Researchers (Barocas and Selbst, 2016) note a number of ways bias occurs in training datasets:

Skewed Samples: In hand-labeled data sets, researchers are burdened with classifying examples with their own inevitably subjective judgement. Because labels applied to training data serve as ground truth for the model, patterns in those decisions will be replicated in future cases. In the case of Amazon’s hiring algorithm, human bias in previous hiring decisions led to skewed results that favored male applicants.
Sample-Size Disparities: If the input data contains a disproportionate number of examples from the minority group, it is less likely to sufficiently model that group.
Proxies: Even when sensitive information (e.g. race or gender) is hidden from input data, other features can become proxies for those attributes (e.g. zip code). In this way, these features can be associated with certain groups and lead to unwanted outcomes. Amazon’s recruiting tool punished applications containing words like “women” in phrases such as “women’s soccer team” or “women’s college”. Another similar resume screening tool was found to have the name “Jared” and whether one played high school lacrosse as the most indicative factors of job performance.

Algorithmic fairness can be evaluated using several metrics:

Statistical Parity: This condition equalizes the outcomes across the majority and minority groups.
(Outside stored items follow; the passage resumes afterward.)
//! Parsers for the BoardGameGeek XML API v2 `search` and `thing` payloads.

use quick_xml::events::{BytesStart, Event};
use quick_xml::reader::Reader;

use super::{CatalogCandidateRecord, CatalogDetails, error::CatalogResult};

/// Rank entry carrying the overall board-game rank inside `<ranks>`.
const OVERALL_RANK_NAME: &str = "boardgame";
/// BGG encodes line breaks in descriptions as escaped character references.
const ENCODED_NEWLINE: &str = "&#10;";

#[derive(Default)]
struct PartialCandidate {
    id: Option<String>,
    name: Option<String>,
    primary_name: Option<String>,
    publication_year: Option<i32>,
}

impl PartialCandidate {
    fn finish(self) -> Option<CatalogCandidateRecord> {
        let id = self.id?;
        let name = self.primary_name.or(self.name)?;
        Some(CatalogCandidateRecord {
            id,
            name,
            publication_year: self.publication_year,
        })
    }
}

/// Parse a `search` response into candidate records, in catalog order.
pub fn parse_search_response(xml: &str) -> CatalogResult<Vec<CatalogCandidateRecord>> {
    let mut reader = Reader::from_str(xml);
    reader.config_mut().trim_text(true);

    let mut records = Vec::new();
    let mut current: Option<PartialCandidate> = None;

    loop {
        match reader.read_event()? {
            Event::Start(ref e) if e.name().as_ref() == b"item" => {
                current = Some(PartialCandidate {
                    id: attribute(e, b"id")?,
                    ..PartialCandidate::default()
                });
            }
            Event::Empty(ref e) => {
                let Some(candidate) = current.as_mut() else {
                    continue;
                };
                match e.name().as_ref() {
                    b"name" => {
                        let value = attribute(e, b"value")?;
                        if attribute(e, b"type")?.as_deref() == Some("primary") {
                            candidate.primary_name = value;
                        } else if candidate.name.is_none() {
                            candidate.name = value;
                        }
                    }
                    b"yearpublished" => candidate.publication_year = positive_number(e)?,
                    _ => {}
                }
            }
            Event::End(ref e) if e.name().as_ref() == b"item" => {
                if let Some(record) = current.take().and_then(PartialCandidate::finish) {
                    records.push(record);
                }
            }
            Event::Eof => break,
            _ => {}
        }
    }

    Ok(records)
}

#[derive(Clone, Copy)]
enum TextField {
    Image,
    Thumbnail,
    Description,
}

/// Parse a `thing` response; returns `None` when the payload holds no item.
pub fn parse_thing_response(xml: &str) -> CatalogResult<Option<CatalogDetails>> {
    let mut reader = Reader::from_str(xml);
    reader.config_mut().trim_text(true);

    let mut details: Option<CatalogDetails> = None;
    let mut primary_name: Option<String> = None;
    let mut fallback_name: Option<String> = None;
    let mut text_field: Option<TextField> = None;
    let mut finished = false;

    loop {
        match reader.read_event()? {
            Event::Start(ref e) => match e.name().as_ref() {
                b"item" if details.is_none() => {
                    details = Some(CatalogDetails {
                        id: attribute(e, b"id")?.unwrap_or_default(),
                        ..CatalogDetails::default()
                    });
                }
                b"image" => text_field = Some(TextField::Image),
                b"thumbnail" => text_field = Some(TextField::Thumbnail),
                b"description" => text_field = Some(TextField::Description),
                _ => {}
            },
            Event::Text(ref e) => {
                let (Some(item), Some(field)) = (details.as_mut(), text_field) else {
                    continue;
                };
                if finished {
                    continue;
                }
                let text = e.unescape()?.into_owned();
                match field {
                    TextField::Image => item.image_url = Some(text),
                    TextField::Thumbnail => item.thumbnail_url = Some(text),
                    TextField::Description => {
                        item.description = Some(text.replace(ENCODED_NEWLINE, "\n"))
                    }
                }
            }
            Event::Empty(ref e) => {
                let Some(item) = details.as_mut() else {
                    continue;
                };
                if finished {
                    continue;
                }
                match e.name().as_ref() {
                    b"name" => {
                        let value = attribute(e, b"value")?;
                        if attribute(e, b"type")?.as_deref() == Some("primary") {
                            primary_name = value;
                        } else if fallback_name.is_none() {
                            fallback_name = value;
                        }
                    }
                    b"yearpublished" => item.publication_year = positive_number(e)?,
                    b"minplayers" => item.min_players = positive_number(e)?,
                    b"maxplayers" => item.max_players = positive_number(e)?,
                    b"rank" => {
                        if attribute(e, b"name")?.as_deref() == Some(OVERALL_RANK_NAME) {
                            // "Not Ranked" items carry a non numeric value.
                            item.rank = positive_number(e)?;
                        }
                    }
                    _ => {}
                }
            }
            Event::End(ref e) => match e.name().as_ref() {
                b"item" => finished = true,
                b"image" | b"thumbnail" | b"description" => text_field = None,
                _ => {}
            },
            Event::Eof => break,
            _ => {}
        }
    }

    Ok(details.map(|mut item| {
        item.title = primary_name.or(fallback_name).unwrap_or_default();
        item
    }))
}

fn attribute(element: &BytesStart<'_>, key: &[u8]) -> CatalogResult<Option<String>> {
    for attr in element.attributes() {
        let attr = attr?;
        if attr.key.as_ref() == key {
            return Ok(Some(attr.unescape_value()?.into_owned()));
        }
    }
    Ok(None)
}

/// Read a numeric `value` attribute; zero, negative and non numeric values count as absent.
fn positive_number<T>(element: &BytesStart<'_>) -> CatalogResult<Option<T>>
where
    T: std::str::FromStr + Default + PartialOrd,
{
    Ok(attribute(element, b"value")?
        .and_then(|value| value.trim().parse::<T>().ok())
        .filter(|value| *value > T::default()))
}

#[cfg(test)]
mod tests {
    use super::*;

    const SEARCH_XML: &str = r#"<?xml version="1.0" encoding="utf-8"?>
<items total="3" termsofuse="https://boardgamegeek.com/xmlapi/termsofuse">
    <item type="boardgame" id="13">
        <name type="primary" value="Catan"/>
        <yearpublished value="1995" />
    </item>
    <item type="boardgame" id="325">
        <name type="primary" value="Catan: Seafarers"/>
        <yearpublished value="1997" />
    </item>
    <item type="boardgame" id="2807">
        <name type="alternate" value="Die Siedler von Catan: Cities &amp; Knights"/>
    </item>
</items>"#;

    const THING_XML: &str = r#"<?xml version="1.0" encoding="utf-8"?>
<items termsofuse="https://boardgamegeek.com/xmlapi/termsofuse">
    <item type="boardgame" id="13">
        <thumbnail>https://cf.geekdo-images.com/catan_t.jpg</thumbnail>
        <image>https://cf.geekdo-images.com/catan.jpg</image>
        <name type="primary" sortindex="1" value="Catan" />
        <name type="alternate" sortindex="1" value="Die Siedler von Catan" />
        <description>Trade, build &amp;amp; settle.&amp;#10;Up to four players.</description>
        <yearpublished value="1995" />
        <minplayers value="3" />
        <maxplayers value="4" />
        <poll name="suggested_numplayers" title="User Suggested Number of Players" totalvotes="10">
            <results numplayers="3">
                <result value="Best" numvotes="5" />
            </results>
        </poll>
        <statistics page="1">
            <ratings>
                <ranks>
                    <rank type="subtype" id="1" name="boardgame" friendlyname="Board Game Rank" value="520" bayesaverage="7.0" />
                    <rank type="family" id="5497" name="strategygames" friendlyname="Strategy Game Rank" value="401" bayesaverage="7.0" />
                </ranks>
            </ratings>
        </statistics>
    </item>
</items>"#;

    #[test]
    fn parses_search_items_in_order() {
        let records = parse_search_response(SEARCH_XML).unwrap();
        assert_eq!(
            records,
            vec![
                CatalogCandidateRecord {
                    id: "13".into(),
                    name: "Catan".into(),
                    publication_year: Some(1995),
                },
                CatalogCandidateRecord {
                    id: "325".into(),
                    name: "Catan: Seafarers".into(),
                    publication_year: Some(1997),
                },
                CatalogCandidateRecord {
                    id: "2807".into(),
                    name: "Die Siedler von Catan: Cities & Knights".into(),
                    publication_year: None,
                },
            ]
        );
    }

    #[test]
    fn empty_search_yields_no_records() {
        let xml = r#"<items total="0" termsofuse="https://boardgamegeek.com/xmlapi/termsofuse"></items>"#;
        assert!(parse_search_response(xml).unwrap().is_empty());
    }

    #[test]
    fn parses_thing_details() {
        let details = parse_thing_response(THING_XML).unwrap().unwrap();
        assert_eq!(details.id, "13");
        assert_eq!(details.title, "Catan");
        assert_eq!(
            details.image_url.as_deref(),
            Some("https://cf.geekdo-images.com/catan.jpg")
        );
        assert_eq!(
            details.thumbnail_url.as_deref(),
            Some("https://cf.geekdo-images.com/catan_t.jpg")
        );
        assert_eq!(details.min_players, Some(3));
        assert_eq!(details.max_players, Some(4));
        assert_eq!(details.rank, Some(520));
        assert_eq!(details.publication_year, Some(1995));
        assert_eq!(
            details.description.as_deref(),
            Some("Trade, build &amp; settle.\nUp to four players.")
        );
    }

    #[test]
    fn unranked_items_have_no_rank() {
        let xml = r#"<items><item type="boardgame" id="99">
            <name type="primary" value="Prototype" />
            <yearpublished value="0" />
            <statistics page="1"><ratings><ranks>
                <rank type="subtype" id="1" name="boardgame" value="Not Ranked" />
            </ranks></ratings></statistics>
        </item></items>"#;
        let details = parse_thing_response(xml).unwrap().unwrap();
        assert_eq!(details.title, "Prototype");
        assert_eq!(details.rank, None);
        assert_eq!(details.publication_year, None);
    }

    #[test]
    fn missing_thing_yields_none() {
        let xml = r#"<items termsofuse="https://boardgamegeek.com/xmlapi/termsofuse"></items>"#;
        assert_eq!(parse_thing_response(xml).unwrap(), None);
    }
}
In the case of Amazon’s hiring tool, acceptance rates from both groups of applicants must have been equal to achieve statistical parity.
Equalized Odds: This is a condition where true positive rates and false positive rates are the same for each population. The ROC curve captures the false positive and true positive rates at different thresholds. A classification with equalized odds would have ROC curves that agree across groups.
Predictive Parity: A classifier achieves predictive parity if both protected and unprotected groups have equal Precision – the probability of a subject with positive predictive value to truly belong to the positive class. Take the example of an algorithm that predicts whether loan applicants have a good or bad credit score. The tool would have predictive parity if for both male and female applicants, the probability of an applicant with a good predicted credit score to actually have a good credit score should be the same.
Overall Accuracy Equality: This condition requires groups to have equal prediction accuracy. This would mean the probability of an actual qualified job candidate being correctly labeled as qualified and the probability of an actual unqualified candidate being correctly labeled as unqualified is the same across male and female applicants.

With these causes and definitions in mind, I decided to test the algorithmic fairness of a tool used to predict the topics discussed in tweets by political officials. My research group has spent the past year developing a model that is capable of predicting policy issue topics in tweets by officials in the 113th- 116th U.S. House of Representatives. After reading possible causes of algorithmic bias, a red flag was raised. Because women made up ~20.9% of members in the 113th-116th terms, this disparity was also reflected in our training data. We used a hand-labeled dataset with the same number of randomly selected tweets from every representative serving in that timeframe. In other words, our dataset suffered a sample-size disparity capable of resulting in disparate classification outcomes across male and female officials.

Some research has suggested that gender plays a role in political communicative behavior. I began to hypothesize that our algorithm could be learning gendered communication patterns in our training set of tweets by an overwhelming male majority. I feared the gender disparities in our dataset could be replicated by our algorithm and lead to disparate results in classification.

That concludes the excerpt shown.